Question

Show that the integral part of $(5+2\sqrt{6}{)}^n$ is odd, if $n$ be a positive integer.

Answer 1

Assuming that $I$ denotes the integral part and $f$ denotes the functional part of $(5+2\sqrt{6}{)}^n$. Then,

$I+f=5^n+C_1{3}^{n-1}\sqrt{6}+C_2{3}^{n-2}\cdot 6+C_3{3}^{n-3}(\sqrt{6}{)}^3+\dots \dots \dots (1)$

Considering $5-2\sqrt{6}<1$ and is also positive, therefore $(5-2\sqrt{6}{)}^n$ is a proper fraction with out an integral part.

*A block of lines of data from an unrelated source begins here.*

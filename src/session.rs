// Copyright (c) 2025, Jason Jenkins
// SPDX-License-Identifier: BSD-3-Clause

//! Document context and the save/load pipelines.
//!
//! A [`Session`] exclusively owns the track store, the coordinate
//! transformer and the scale manager, and composes them when data crosses
//! the file boundary:
//!
//! - write: canonical pixels → display coordinate system → meters (optional)
//! - read: stored values → pixels (optional) → canonical, using the
//!   coordinate system the *file* recorded
//!
//! Live coordinate and scale settings are only updated from a file after its
//! tracks loaded successfully.

use crate::config::{self, NOT_AVAILABLE};
use crate::diagnostics::Diagnostics;
use crate::error::{Error, Result};
use crate::io::csv_format::{self, TrackFile};
use crate::io::decisions::{Decision, DecisionPort, UnitDecision};
use crate::io::serialization;
use crate::models::coordinates::{CoordinateMetadata, CoordinateSystem, CoordinateTransformer};
use crate::models::project::{
    MetaValue, ProjectData, ProjectElement, ProjectInfo, ProjectMetadata, VideoInfo,
};
use crate::models::scale::{DisplayUnit, ScaleLine, ScaleManager};
use crate::models::track::{RawPoint, TrackVisibilityMode, VisualElement};
use crate::models::track_manager::{RawLine, TrackManager, TrackSettings, VideoBounds};
use crate::util::geometry::format_significant;
use std::collections::{BTreeMap, BTreeSet};
use std::path::Path;

/// UI preferences stored in project files.
#[derive(Debug, Clone, Copy, PartialEq, Eq)]
pub struct Preferences {
    pub show_measurement_line_lengths: bool,
}

impl Default for Preferences {
    fn default() -> Self {
        Self {
            show_measurement_line_lengths: true,
        }
    }
}

/// Result of a save request.
#[derive(Debug, Clone, Copy, PartialEq, Eq)]
pub enum SaveOutcome {
    Saved { units: DisplayUnit, point_count: usize },
    /// A confirmation was declined; nothing was written.
    Cancelled,
}

/// Result of a load request. Warnings go to the caller's [`Diagnostics`].
#[derive(Debug, Clone, Copy, PartialEq, Eq)]
pub enum LoadStatus {
    Loaded,
    /// A confirmation was declined; the session is unchanged.
    Cancelled,
    /// Track processing failed; tracks were reset and settings left alone.
    Failed,
}

/// Owns the managers for one tracking document.
#[derive(Debug, Default)]
pub struct Session {
    tracks: TrackManager,
    transformer: CoordinateTransformer,
    scale: ScaleManager,
    video: Option<VideoInfo>,
    preferences: Preferences,
}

$\therefore f^{\prime }=(5-2\sqrt{6}{)}^n=5^n-C_1{3}^{n-1}\sqrt{6}+C_2{3}^{n-2}\cdot 6-C_3{3}^{n-3}(\sqrt{6}{)}^3+\dots \dots \dots \left(2\right)$

Adding (1) and (2), we get

$I+f+f^{\prime }=2(5^n+C_2{3}^{n-2}\cdot 6+\dots \dots )=\text{An even Integer}$

but since $f$ and $f^{\prime }$ are proper integer their sum must be 1 for $I+f+f^{\prime }$ to be an integer.

Therefore $I$ is an odd integer